EL PAÍS

Trois mercis et deux X dans les Jeux

Trois gymnastes sur le podium, pour la première fois trois femmes noires. Au centre, la Brésilienne Rebeca Andrade, les bras levés, très heureuse, est vénérée par les athlètes américains Simone Biles et Jordan Chiles, respectivement argent et bronze, lors de la finale au sol. L'image réapparaîtra dans chaque montage sur la gymnastique artistique, sur Paris 2024, sur les Jeux et sur l'esprit olympique en général car il s'agit d'une photo.

« Ça y est », a tweeté le compte officiel des Jeux sans mots pour souligner ce moment épique. « Peut-être devrions-nous l'accrocher au Louvre », écrit celui du musée parisien. Les trois grâces. Certaines interprétations du mythe représentent ce que le corps féminin a toujours représenté : la beauté, la joie et l'abondance. Mais pour Aristote, Selon le site du Prado, là où est exposée la célèbre version de Rubens, les trois femmes blanches, douces et parfaites sont des valeurs morales : amitié, générosité et réciprocité. Sororité, wow, tout comme les trois femmes noires dures et parfaites sur la photo. Ils font preuve d’empathie, ils s’entraident, ils se rendent hommage, ils s’améliorent mutuellement.

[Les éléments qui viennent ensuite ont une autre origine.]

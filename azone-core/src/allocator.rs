//! Sequential child-subnet allocator
//!
//! Hands out the `/child_prefix` subnets of a parent one after the other in
//! increasing address order. The sequence is fully determined by the parent
//! and child prefix, so replaying the same number of calls reproduces the same
//! subnets.

use tracing::debug;

use crate::error::{AzoneError, AzoneResult};
use crate::subnet::Subnet;

#[derive(Debug, Clone)]
pub struct SubnetAllocator {
    parent: Subnet,
    child_prefix: u8,
    next_index: u64,
}

impl SubnetAllocator {
    pub fn new(parent: Subnet, child_prefix: u8) -> AzoneResult<Self> {
        if child_prefix > 32 {
            return Err(AzoneError::PrefixLengthOutOfRange {
                prefix: child_prefix.to_string(),
            });
        }
        if child_prefix <= parent.prefix_length() {
            return Err(AzoneError::InvalidOperation {
                operation: "create subnet allocator".to_string(),
                reason: format!(
                    "child prefix /{} must be more specific than parent {}",
                    child_prefix, parent
                ),
            });
        }

        Ok(Self {
            parent,
            child_prefix,
            next_index: 0,
        })
    }

    pub fn parent(&self) -> Subnet {
        self.parent
    }

    pub fn child_prefix(&self) -> u8 {
        self.child_prefix
    }

    /// Number of subnets handed out so far.
    pub fn allocated(&self) -> u64 {
        self.next_index
    }

    pub fn remaining(&self) -> u64 {
        self.parent
            .size(self.child_prefix)
            .saturating_sub(self.next_index)
    }

    /// Returns the next child subnet.
    ///
    /// Fails with [`AzoneError::SubnetsExhausted`] once every child has been
    /// handed out, and with a prefix error if the child prefix itself is not
    /// a supported subnet size.
    pub fn next_available(&mut self) -> AzoneResult<Subnet> {
        if self.remaining() == 0 {
            return Err(AzoneError::SubnetsExhausted {
                parent: self.parent.canonical().to_string(),
                child_prefix: self.child_prefix,
            });
        }

        let subnet = self.parent.nth_child(self.child_prefix, self.next_index)?;
        self.next_index += 1;
        debug!("Allocated subnet {} from {}", subnet, self.parent);
        Ok(subnet)
    }
}
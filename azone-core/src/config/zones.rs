//! Availability zone configuration

use serde::{Deserialize, Serialize};
use std::collections::HashSet;
use std::str::FromStr;

use super::defaults::*;
use super::env_value;
use crate::error::{AzoneError, AzoneResult};
use crate::subnet::{Subnet, MAX_PREFIX_LENGTH};

/// How fresh zone subnets are chosen at bootstrap.
#[derive(Debug, Clone, Copy, PartialEq, Eq, Serialize, Deserialize)]
#[serde(rename_all = "lowercase")]
pub enum SubnetStrategy {
    /// Random free subnets within the range, avoiding host collisions.
    Random,
    /// Consecutive subnets from the start of the range.
    Sequential,
}

impl FromStr for SubnetStrategy {
    type Err = AzoneError;

    fn from_str(s: &str) -> AzoneResult<Self> {
        match s.to_ascii_lowercase().as_str() {
            "random" => Ok(SubnetStrategy::Random),
            "sequential" => Ok(SubnetStrategy::Sequential),
            other => Err(AzoneError::Configuration {
                message: format!(
                    "unknown subnet strategy '{}', expected 'random' or 'sequential'",
                    other
                ),
            }),
        }
    }
}

#[derive(Debug, Clone, Serialize, Deserialize)]
#[serde(default)]
pub struct ZonesConfig {
    /// Zone names in round-robin order; the first one is the default zone
    pub zone_names: Vec<String>,

    /// Range all zone subnets are carved from
    pub address_range: Subnet,

    /// Prefix length of each zone subnet
    pub subnet_prefix_length: u8,

    pub subnet_strategy: SubnetStrategy,

    /// Subdirectory of the data directory holding zone records
    pub zones_dir_name: String,

    /// File name of the manager record inside the zones directory
    pub manager_file_name: String,
}

impl Default for ZonesConfig {
    fn default() -> Self {
        Self {
            zone_names: DEFAULT_ZONE_NAMES.iter().map(|s| s.to_string()).collect(),
            address_range: DEFAULT_ADDRESS_RANGE,
            subnet_prefix_length: DEFAULT_SUBNET_PREFIX_LENGTH,
            subnet_strategy: SubnetStrategy::Random,
            zones_dir_name: DEFAULT_ZONES_DIR_NAME.to_string(),
            manager_file_name: DEFAULT_MANAGER_FILE_NAME.to_string(),
        }
    }
}

impl ZonesConfig {
    pub fn from_env() -> AzoneResult<Self> {
        let mut config = Self::default();
        config.apply_env()?;
        Ok(config)
    }

    pub(crate) fn apply_env(&mut self) -> AzoneResult<()> {
        if let Ok(names) = std::env::var("AZONE_ZONE_NAMES") {
            self.zone_names = names
                .split(',')
                .map(|name| name.trim().to_string())
                .filter(|name| !name.is_empty())
                .collect();
        }
        if let Some(range) = env_value("AZONE_ADDRESS_RANGE")? {
            self.address_range = range;
        }
        if let Some(prefix) = env_value("AZONE_SUBNET_PREFIX_LENGTH")? {
            self.subnet_prefix_length = prefix;
        }
        if let Some(strategy) = env_value("AZONE_SUBNET_STRATEGY")? {
            self.subnet_strategy = strategy;
        }
        Ok(())
    }

    pub fn validate(&self) -> AzoneResult<()> {
        if self.zone_names.is_empty() {
            return Err(config_error("zone_names cannot be empty"));
        }

        let mut seen = HashSet::new();
        for name in &self.zone_names {
            if !is_valid_file_stem(name) {
                return Err(config_error(format!(
                    "zone name '{}' must be non-empty and contain only letters, digits, '-' or '_'",
                    name
                )));
            }
            if !seen.insert(name.as_str()) {
                return Err(config_error(format!("duplicate zone name '{}'", name)));
            }
        }

        if self.subnet_prefix_length > MAX_PREFIX_LENGTH {
            return Err(config_error(format!(
                "subnet_prefix_length {} exceeds the maximum of {}",
                self.subnet_prefix_length, MAX_PREFIX_LENGTH
            )));
        }
        if self.subnet_prefix_length <= self.address_range.prefix_length() {
            return Err(config_error(format!(
                "subnet_prefix_length /{} must be more specific than address_range {}",
                self.subnet_prefix_length, self.address_range
            )));
        }

        let capacity = self.address_range.size(self.subnet_prefix_length);
        if capacity < self.zone_names.len() as u64 {
            return Err(config_error(format!(
                "address_range {} holds only {} /{} subnets for {} zones",
                self.address_range,
                capacity,
                self.subnet_prefix_length,
                self.zone_names.len()
            )));
        }

        if !is_valid_file_name(&self.zones_dir_name) {
            return Err(config_error("zones_dir_name must be a plain directory name"));
        }
        if !is_valid_file_name(&self.manager_file_name) {
            return Err(config_error("manager_file_name must be a plain file name"));
        }
        if self
            .zone_names
            .iter()
            .any(|name| format!("{}.json", name) == self.manager_file_name)
        {
            return Err(config_error(
                "manager_file_name collides with a zone record file",
            ));
        }

        Ok(())
    }

    /// The zone handed out when a VM has no zone recorded.
    pub fn default_zone_name(&self) -> Option<&str> {
        self.zone_names.first().map(String::as_str)
    }
}

fn config_error(message: impl Into<String>) -> AzoneError {
    AzoneError::Configuration {
        message: message.into(),
    }
}

fn is_valid_file_stem(name: &str) -> bool {
    !name.is_empty()
        && name
            .chars()
            .all(|c| c.is_ascii_alphanumeric() || c == '-' || c == '_')
}

fn is_valid_file_name(name: &str) -> bool {
    !name.is_empty() && name != "." && name != ".." && !name.contains('/') && !name.contains('\\')
}

#[cfg(test)]
mod tests {
    use super::*;

    #[test]
    fn test_default_is_valid() {
        let config = ZonesConfig::default();
        config.validate().unwrap();
        assert_eq!(config.default_zone_name(), Some("zone1"));
    }

    #[test]
    fn test_rejects_bad_zone_names() {
        for names in [vec![], vec!["zone1", "zone1"], vec!["../etc"], vec![""], vec!["a b"]] {
            let config = ZonesConfig {
                zone_names: names.iter().map(|s| s.to_string()).collect(),
                ..ZonesConfig::default()
            };
            assert!(config.validate().is_err(), "accepted {:?}", names);
        }
    }

    #[test]
    fn test_rejects_range_too_small() {
        let config = ZonesConfig {
            address_range: "10.0.0.0/23".parse().unwrap(),
            subnet_prefix_length: 24,
            ..ZonesConfig::default()
        };
        let err = config.validate().unwrap_err();
        assert!(err.to_string().contains("holds only 2"));
    }

    #[test]
    fn test_rejects_prefix_not_more_specific() {
        let config = ZonesConfig {
            subnet_prefix_length: 16,
            ..ZonesConfig::default()
        };
        assert!(config.validate().is_err());
    }

    #[test]
    fn test_rejects_manager_file_collision() {
        let config = ZonesConfig {
            manager_file_name: "zone2.json".to_string(),
            ..ZonesConfig::default()
        };
        assert!(config.validate().is_err());
    }

    #[test]
    fn test_strategy_parsing() {
        assert_eq!("Random".parse::<SubnetStrategy>().unwrap(), SubnetStrategy::Random);
        assert_eq!(
            "sequential".parse::<SubnetStrategy>().unwrap(),
            SubnetStrategy::Sequential
        );
        assert!("roundrobin".parse::<SubnetStrategy>().is_err());
    }
}
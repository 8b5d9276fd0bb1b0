use clap::Parser;
use std::path::PathBuf;

use azone_core::{AzoneError, AzoneResult};

mod commands;

#[derive(Parser)]
#[command(name = "azone")]
#[command(about = "Availability zone and subnet management", long_about = None)]
struct Cli {
    /// Data directory holding zone state (overrides configuration)
    #[arg(long, global = true)]
    data_dir: Option<PathBuf>,

    /// TOML configuration file
    #[arg(long, global = true)]
    config: Option<PathBuf>,

    /// Do not inspect host interfaces or ping gateways
    #[arg(long, global = true)]
    no_host_probe: bool,

    #[command(subcommand)]
    command: Commands,
}

#[derive(clap::Subcommand)]
enum Commands {
    /// Availability zone operations
    Zones {
        #[command(subcommand)]
        command: ZoneCommands,
    },
    /// Resolve the subnet used by a bridge
    Subnet {
        /// Bridge device name
        #[arg(long)]
        bridge: String,

        /// Directory for bridge subnet records [default: <data-dir>/network]
        #[arg(long)]
        network_dir: Option<PathBuf>,
    },
}

#[derive(clap::Subcommand)]
enum ZoneCommands {
    /// List all zones
    List {
        /// Sort by name or subnet instead of configured order
        #[arg(long, value_enum)]
        sort: Option<SortKey>,
    },
    /// Show one zone in detail
    Show { name: String },
    /// Mark a zone available or unavailable
    SetAvailable {
        name: String,
        #[arg(action = clap::ArgAction::Set, value_parser = clap::builder::BoolishValueParser::new())]
        available: bool,
    },
    /// Pick the next zone round-robin
    Auto,
    /// Print the default zone
    Default,
}

#[derive(Clone, Copy, Debug, PartialEq, Eq, clap::ValueEnum)]
enum SortKey {
    Name,
    Subnet,
}

fn init_logging() -> AzoneResult<()> {
    let filter = tracing_subscriber::EnvFilter::from_default_env().add_directive(
        "azone=info"
            .parse()
            .map_err(|e| AzoneError::Configuration {
                message: format!("Invalid log directive: {}", e),
            })?,
    );

    tracing_subscriber::fmt()
        .with_env_filter(filter)
        .with_writer(std::io::stderr)
        .init();
    Ok(())
}

fn main() -> AzoneResult<()> {
    init_logging()?;

    let cli = Cli::parse();
    commands::run(cli)
}
//! Trait abstractions for the collaborators this crate consults
//!
//! Host network introspection and randomness are injected through these
//! traits so that subnet selection can be driven deterministically in tests
//! and swapped out on hosts where probing is not wanted.

pub mod network;
pub mod random;

pub use network::*;
pub use random::*;
//! Per-file reader/writer locks.
//!
//! Mutating actions hold a file's lock exclusively for the whole
//! load-mutate-rewrite cycle; reads hold it shared. Locks are keyed by the
//! route's file path; an entry lives only while a guard or waiter holds it.

use std::path::{Path, PathBuf};
use std::sync::Arc;

use dashmap::DashMap;
use tokio::sync::{OwnedRwLockReadGuard, OwnedRwLockWriteGuard, RwLock};

type LockMap = DashMap<PathBuf, Arc<RwLock<()>>>;

enum Held {
    Shared(OwnedRwLockReadGuard<()>),
    Exclusive(OwnedRwLockWriteGuard<()>),
}

/// Guard over one document file; the lock is released on drop.
pub struct FileGuard {
    held: Option<Held>,
    path: PathBuf,
    locks: Arc<LockMap>,
}

impl FileGuard {
    pub fn is_exclusive(&self) -> bool {
        matches!(self.held, Some(Held::Exclusive(_)))
    }
}

impl Drop for FileGuard {
    fn drop(&mut self) {
        // Release first so our own reference is gone before the count check.
        self.held.take();
        self.locks
            .remove_if(&self.path, |_, lock| Arc::strong_count(lock) == 1);
    }
}

#[derive(Debug, Clone, Default)]
pub struct FileLocks {
    inner: Arc<LockMap>,
}

impl FileLocks {
    pub fn new() -> Self {
        Self::default()
    }

    fn lock_for(&self, path: &Path) -> Arc<RwLock<()>> {
        // Clone out of the map so no shard lock is held across an await.
        self.inner.entry(path.to_path_buf()).or_default().clone()
    }

    fn guard(&self, path: &Path, held: Held) -> FileGuard {
        FileGuard {
            held: Some(held),
            path: path.to_path_buf(),
            locks: self.inner.clone(),
        }
    }

    pub async fn shared(&self, path: &Path) -> FileGuard {
        let held = Held::Shared(self.lock_for(path).read_owned().await);
        self.guard(path, held)
    }

    pub async fn exclusive(&self, path: &Path) -> FileGuard {
        let held = Held::Exclusive(self.lock_for(path).write_owned().await);
        self.guard(path, held)
    }

    /// Number of files currently locked or waited on.
    pub fn len(&self) -> usize {
        self.inner.len()
    }

    pub fn is_empty(&self) -> bool {
        self.inner.is_empty()
    }
}
//! Query predicates, projection and record building.
//!
//! # Matching rules
//! - A record matches when, for every query key, at least one of the key's
//!   values equals the record's same-named field (AND across keys, OR across
//!   repeated values)
//! - Only textual fields take part; numbers, booleans, lists and objects
//!   never match
//! - Non-object records only match the empty query

use std::collections::BTreeMap;

use serde_json::{Map, Value};

/// Multi-valued query parameters, keyed by name.
#[derive(Debug, Clone, Default, PartialEq, Eq)]
pub struct Query(BTreeMap<String, Vec<String>>);

impl Query {
    pub fn new() -> Self {
        Self::default()
    }

    /// Parse a raw query string; repeated keys accumulate values.
    pub fn parse(raw: Option<&str>) -> Self {
        raw.map(|raw| url::form_urlencoded::parse(raw.as_bytes()).into_owned().collect())
            .unwrap_or_default()
    }

    /// Append a value to `key`.
    pub fn add(&mut self, key: impl Into<String>, value: impl Into<String>) {
        self.0.entry(key.into()).or_default().push(value.into());
    }

    pub fn get(&self, key: &str) -> Option<&[String]> {
        self.0.get(key).map(Vec::as_slice)
    }

    pub fn len(&self) -> usize {
        self.0.len()
    }

    pub fn is_empty(&self) -> bool {
        self.0.is_empty()
    }

    pub fn iter(&self) -> impl Iterator<Item = (&String, &Vec<String>)> {
        self.0.iter()
    }

    /// Evaluate the query as a predicate over one record.
    pub fn matches(&self, record: &Value) -> bool {
        let Some(fields) = record.as_object() else {
            return self.is_empty();
        };

        self.0.iter().all(|(key, values)| match fields.get(key) {
            Some(Value::String(actual)) => values.iter().any(|v| v == actual),
            _ => false,
        })
    }

    /// Build a record from the query: one value gives a text field, several
    /// give a list of texts.
    pub fn to_record(&self) -> Map<String, Value> {
        self.0
            .iter()
            .filter(|(_, values)| !values.is_empty())
            .map(|(key, values)| {
                let value = match values.as_slice() {
                    [single] => Value::String(single.clone()),
                    many => Value::Array(many.iter().cloned().map(Value::String).collect()),
                };
                (key.clone(), value)
            })
            .collect()
    }
}

impl<K: Into<String>, V: Into<String>> FromIterator<(K, V)> for Query {
    fn from_iter<I: IntoIterator<Item = (K, V)>>(iter: I) -> Self {
        let mut query = Query::new();
        for (key, value) in iter {
            query.add(key, value);
        }
        query
    }
}

/// Keep only the allow-listed fields of an object record.
///
/// An empty allow-list and non-object records pass through untouched.
pub fn project(record: Value, fields: &[String]) -> Value {
    if fields.is_empty() {
        return record;
    }
    match record {
        Value::Object(map) => Value::Object(
            map.into_iter()
                .filter(|(key, _)| fields.iter().any(|f| f == key))
                .collect(),
        ),
        other => other,
    }
}

/// Whether `existing` collides with `candidate` on every id field.
///
/// Both sides must hold the field as text with equal content; a missing or
/// non-textual field on either side means no collision.
pub fn conflicts(existing: &Value, candidate: &Map<String, Value>, id_fields: &[String]) -> bool {
    let Some(existing) = existing.as_object() else {
        return false;
    };

    id_fields.iter().all(|field| match (existing.get(field), candidate.get(field)) {
        (Some(Value::String(a)), Some(Value::String(b))) => a == b,
        _ => false,
    })
}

Est magnifique vidéo qui révèle comment l’image s’est forgée. Cinq secondes avant le déclic, Chiles regarde son amie d'un air entendu et propose d'un simple tour de tête et d'un mouvement de ses mains. C'est un geste improvisé sur un terrain, la fête sportive, hautement chorégraphiée, chaque footballeur avec sa petite danse imitée dans les cours d'école. Et si le Suédois Mondo Duplantis, qui a battu le record du saut à la perche, ne s'était pas entraîné devant le miroir, sa posture imitant le tireur turc Yusuf Dikec, le beau gosse viral des Jeux, qui a remporté sa médaille en tirant avec des lunettes, dormir, une main dans la poche. Le sauteur s'est ensuite rendu dans les tribunes, a frappé furieusement la poitrine de son frère et a déposé un baiser sur sa petite amie très blonde.

Ce n’était pas le baiser le plus symbolique des Jeux. Bien qu'ils n'aient pas célébré de record, ils ont plus pesé, par exemple, ceux de la judoka italienne Alice Bellandi à sa petite amie après avoir remporté l'or, ou celui de l'alpiniste australien Campbell Harrison, qui s'est réconforté de sa disqualification sur les lèvres de son garçon. Parce que le même geste n'est pas le même si seulement 195 athlètes sur 10 700 (moins de 2%, selon les données OutSports) Ils rendent visible la sexualité LGTBQ. La même chose se produit avec les drapeaux : malgré tant de capes rouges et jaunes, tant de poings levés et tant de coups sur le logo sur la poitrine, l'un des drapeaux espagnols les plus excitants, parce qu'empathique, généreux et réciproque, a été celui qui est monté. La Chinoise He Bing Jiao est montée sur le podium en l'honneur de Carolina Marín, blessée alors qu'elle était sur le point de le remporter.

Il y a aussi eu des gestes si laids lors de ces Jeux qu'on pourrait prétendre qu'ils contreviennent la règle 50.2 de la Charte olympique, qui demande aux athlètes de ne faire aucune sorte de propagande politique, religieuse ou raciale. La haine attisée par l'ignorance, l'extrême droite et les réseaux sociaux contre deux boxeurs, l'Algérienne Imane Khelif et le Taïwanais Lin Yu-ting, a vu sa grimace tordue lors des quarts de finale des -57 kilos. Lors de sa défaite contre Taiwan, la Bulgare Svetlana Staneva s'est montrée du doigt et a fait un X avec ses doigts à plusieurs reprises. Ici, une femme s'est proclamée boxeuse sans le dire (et au cas où quelqu'un ne comprendrait pas l'insulte, son entraîneur, un homme potelé et chauve, tenait absurdement une feuille de papier sur laquelle était écrit « Je m'appelle XX. Sauvons le sport féminin ». »). Un geste qui est tout le contraire de la sororité des trois grâces : il ne fait qu'empirer notre situation.